Quando pensamos em um menino de treze anos, a imagem que naturalmente vem à mente é a de um adolescente lidando com as descobertas escolares, jogando videogame com os amigos, praticando esportes ou simplesmente aproveitando os últimos resquícios de uma infância protegida. No entanto, para Lucas Rosa de Lima, a realidade era um espelho distorcido e cruel. Conhecido nas ruas do Distrito Federal como Luquinhas, ele não sonhava em ser astronauta, jogador de futebol ou médico. O seu maior desejo, alimentado por um ambiente onde a violência muitas vezes substitui a esperança, era se tornar um criminoso temido e respeitado. O que esse garoto não conseguia compreender, em meio à sua juventude cega pela adrenalina e pela falsa sensação de poder, era que o submundo do crime não perdoa a ingenuidade, a imprudência e, muito menos, a vida humana.

A história de Luquinhas se desenrola no coração de Ceilândia, mais especificamente na região conhecida como Sol Nascente, no Distrito Federal. Sol Nascente não é apenas um endereço no mapa; é uma área complexa, marcada historicamente por contrastes sociais profundos, negligência estatal e, inevitavelmente, pelo domínio territorial de facções criminosas. Nas ruas poeirentas e vielas estreitas dessa comunidade, o tráfico de drogas dita as regras, e a sobrevivência muitas vezes exige caminhar sobre o fio da navalha. Desde muito cedo, o garoto foi absorvido por esse ecossistema brutal. Ele cresceu respirando o ar pesado das disputas de poder, testemunhando execuções e aprendendo que, naquele microcosmo, o respeito era frequentemente conquistado não pelo estudo ou pelo trabalho árduo, mas pela força, pelo medo e pela capacidade de impor a própria vontade através de armamentos pesados.
Enquanto os meninos de sua idade estavam sentados em salas de aula aprendendo equações matemáticas ou regras gramaticais, Luquinhas passava a maior parte do seu tempo nas ruas, buscando incessantemente a aprovação e a companhia de criminosos muito mais velhos. A princípio, sua entrada no mundo da criminalidade parecia quase invisível, uma brincadeira perigosa de uma criança negligenciada. Ele começou participando de pequenos furtos, invadindo residências e comércios para subtrair objetos de pequeno valor, fugindo agilmente pelos becos labirínticos de Sol Nascente. Mas a transgressão é como uma droga viciante, e logo aqueles pequenos delitos deixaram de trazer a adrenalina necessária. Ele ansiava por mais. Ansiava por reconhecimento, por status e por uma identidade que o destacasse naquele mar de invisibilidade social.
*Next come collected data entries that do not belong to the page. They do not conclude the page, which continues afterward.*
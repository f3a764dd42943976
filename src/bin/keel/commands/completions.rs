//! `keel completions` command
//!
//! Generates shell completions for various shells.

use std::io;

use anyhow::Result;
use clap::CommandFactory;
use clap_complete::generate;

use crate::cli::{Cli, CompletionsArgs};

pub fn execute(args: CompletionsArgs) -> Result<()> {
    let mut cmd = Cli::command();
    let name = cmd.get_name().to_string();

    generate(args.shell, &mut cmd, name, &mut io::stdout());

    Ok(())
}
O desejo de provar que não tinha medo de absolutamente nada impulsionou Luquinhas a ultrapassar limites que até mesmo bandidos experientes respeitavam. Em Ceilândia, as ruas funcionam como fronteiras invisíveis, mas mortais. O território de um grupo não pode ser invadido por outro sem que haja derramamento de sangue. Ignorando completamente essas regras de convivência do submundo, o jovem começou a agir por conta própria. Aos poucos, os pequenos furtos deram lugar a assaltos à mão armada. O acesso prematuro a armas de fogo transformou o menino problemático em uma ameaça real. Moradores e vítimas relataram uma característica assustadora no comportamento do garoto: a frieza extrema. Ele não apenas roubava carteiras e celulares; ele sentia prazer em intimidar, humilhar e aterrorizar psicologicamente suas vítimas, exibindo uma violência que contrastava bizarramente com sua estatura infantil.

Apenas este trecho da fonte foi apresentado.